Seuls ceux qui auront été pris en charge en soins palliatifs ou qui auront, en toute connaissance de cause, refusé d'en bénéficier pourront véritablement décider s'ils souhaitent une assistance médicalisée pour mourir. Il n'y a aucune opposition entre assistance médicalisée pour mourir et soins palliatifs. J'ai l'intime conviction que ces mesures sont complémentaires. Le texte des propositions de loi n'entrave en rien la loi Leonetti et prévoit même la mise en oeuvre de l'accès à ces soins.

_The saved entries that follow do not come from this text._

/// List helpers shared by table views (sorting, match highlighting, search input)
use gloo_timers::callback::Timeout;
use leptos::prelude::*;
use serde::{Deserialize, Serialize};
use std::cmp::Ordering;

/// Trait for rows that can be sorted by a named field
pub trait Sortable {
    /// Compares two rows by the given field
    fn compare_by_field(&self, other: &Self, field: &str) -> Ordering;
}

#[derive(Debug, Clone, Copy, PartialEq, Eq, Default, Serialize, Deserialize)]
#[serde(rename_all = "lowercase")]
pub enum SortDirection {
    Asc,
    #[default]
    Desc,
}

impl SortDirection {
    pub fn is_ascending(&self) -> bool {
        matches!(self, SortDirection::Asc)
    }

    pub fn toggled(&self) -> Self {
        match self {
            SortDirection::Asc => SortDirection::Desc,
            SortDirection::Desc => SortDirection::Asc,
        }
    }
}

/// Highlights case-insensitive matches of `filter` inside `text`
pub fn highlight_matches(text: &str, filter: &str) -> AnyView {
    let ranges = match_ranges(text, filter);
    if ranges.is_empty() {
        return view! { <span>{text.to_string()}</span> }.into_any();
    }

    let mut parts: Vec<AnyView> = Vec::new();
    let mut last_pos = 0;
    for (start, end) in ranges {
        if start > last_pos {
            parts.push(view! { <span>{text[last_pos..start].to_string()}</span> }.into_any());
        }
        parts.push(view! { <mark class="table__match">{text[start..end].to_string()}</mark> }.into_any());
        last_pos = end;
    }
    if last_pos < text.len() {
        parts.push(view! { <span>{text[last_pos..].to_string()}</span> }.into_any());
    }

    view! { <>{parts}</> }.into_any()
}

/// Byte ranges of non-overlapping case-insensitive matches.
///
/// Lowercasing can change byte lengths for some scripts; in that case no
/// ranges are reported and the text is shown unhighlighted.
pub fn match_ranges(text: &str, filter: &str) -> Vec<(usize, usize)> {
    if filter.is_empty() {
        return Vec::new();
    }
    let text_lower = text.to_lowercase();
    let filter_lower = filter.to_lowercase();
    if text_lower.len() != text.len() {
        return Vec::new();
    }

    let mut ranges = Vec::new();
    let mut last_pos = 0;
    while let Some(pos) = text_lower[last_pos..].find(&filter_lower) {
        let start = last_pos + pos;
        let end = start + filter_lower.len();
        if !text.is_char_boundary(start) || !text.is_char_boundary(end) {
            break;
        }
        ranges.push((start, end));
        last_pos = end;
    }
    ranges
}

/// Sorts a list by the given field
pub fn sort_list<T: Sortable>(items: &mut [T], field: &str, direction: SortDirection) {
    items.sort_by(|a, b| {
        let cmp = a.compare_by_field(b, field);
        if direction.is_ascending() { cmp } else { cmp.reverse() }
    });
}

/// Search input that reports its value after a quiet period
#[component]
pub fn SearchInput(
    /// Callback with the settled query
    #[prop(into)]
    on_change: Callback<String>,
    /// Query currently applied by the owner
    #[prop(into)]
    value: Signal<String>,
    /// Placeholder text
    #[prop(optional, into)]
    placeholder: String,
    /// Quiet period before `on_change` fires
    #[prop(optional, default = 300)]
    debounce_ms: u32,
) -> impl IntoView {
    let (input_value, set_input_value) = signal(value.get_untracked());

    // Follow queries reset by the owner
    Effect::new(move |_| {
        let applied = value.get();
        if input_value.get_untracked() != applied {
            set_input_value.set(applied);
        }
    });

    // Dropping a pending timeout cancels it
    let pending = StoredValue::new_local(None::<Timeout>);

    let handle_input_change = move |new_value: String| {
        set_input_value.set(new_value.clone());
        let timeout = Timeout::new(debounce_ms, move || on_change.run(new_value));
        pending.set_value(Some(timeout));
    };

    let clear_filter = move |_| {
        pending.set_value(None);
        set_input_value.set(String::new());
        on_change.run(String::new());
    };

    view! {
        <div class="search-input">
            <span class="search-input__icon">{crate::shared::icons::icon("search")}</span>
            <input
                type="text"
                class="search-input__field"
                placeholder=placeholder
                prop:value=move || input_value.get()
                on:input=move |ev| handle_input_change(event_target_value(&ev))
            />
            <Show when=move || !input_value.get().is_empty()>
                <button class="search-input__clear" on:click=clear_filter title="Clear">
                    {crate::shared::icons::icon("x")}
                </button>
            </Show>
        </div>
    }
}

/// Sort indicator for a header
pub fn get_sort_indicator(current_field: &str, field: &str, direction: SortDirection) -> &'static str {
    if current_field == field {
        if direction.is_ascending() { " ▲" } else { " ▼" }
    } else {
        " ⇅"
    }
}

/// CSS class of the sort indicator
pub fn get_sort_class(current_field: &str, field: &str) -> &'static str {
    if current_field == field {
        "table__sort-indicator table__sort-indicator--active"
    } else {
        "table__sort-indicator"
    }
}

Les amendements que je vous proposerai renforceront encore cette complémentarité.

Les auteurs des propositions de loi sont pleinement conscients que la demande d'avancer le moment de sa mort n'est pas une décision anodine et qu'elle doit être non seulement libre et éclairée mais aussi réfléchie et réitérée. A tout moment la volonté de vivre doit primer sur celle de mourir, et les propositions de loi proposent des garanties en ce sens.

Les structures de ces trois textes sont similaires : elles abordent d'abord la question des personnes susceptibles de demander une aide médicalisée pour mourir, organisent ensuite la procédure de mise en oeuvre de cette aide pour les personnes conscientes, puis prévoient les mesures applicables pour les personnes devenues incapables d'exprimer leur volonté ; enfin, elles présentent celles relatives au contrôle des décès par assistance médicalisée.

Pour autant, les trois propositions de loi ne sont pas identiques. J'ai donc tenté une synthèse des trois textes en privilégiant toujours les dispositions les plus protectrices pour les personnes et celles qui garantissent leur droit de changer d'avis. Je vous propose que nous en discutions au travers de mes amendements qui, s'ils sont acceptés, aboutiront à un texte entièrement nouveau, qui sera celui de notre commission.

Je souhaite conclure cet exposé liminaire en réaffirmant que la position que je vous suggère d'adopter n'a rien de partisan ou d'idéologique. Naturellement, elle reflète mes convictions propres ainsi que celles des auteurs des autres propositions de loi. Mais avant tout, mon objectif, en tant que rapporteur, a été de vous présenter le texte techniquement le plus apte à garantir le droit des personnes, y compris celui de mourir comme elles le souhaitent.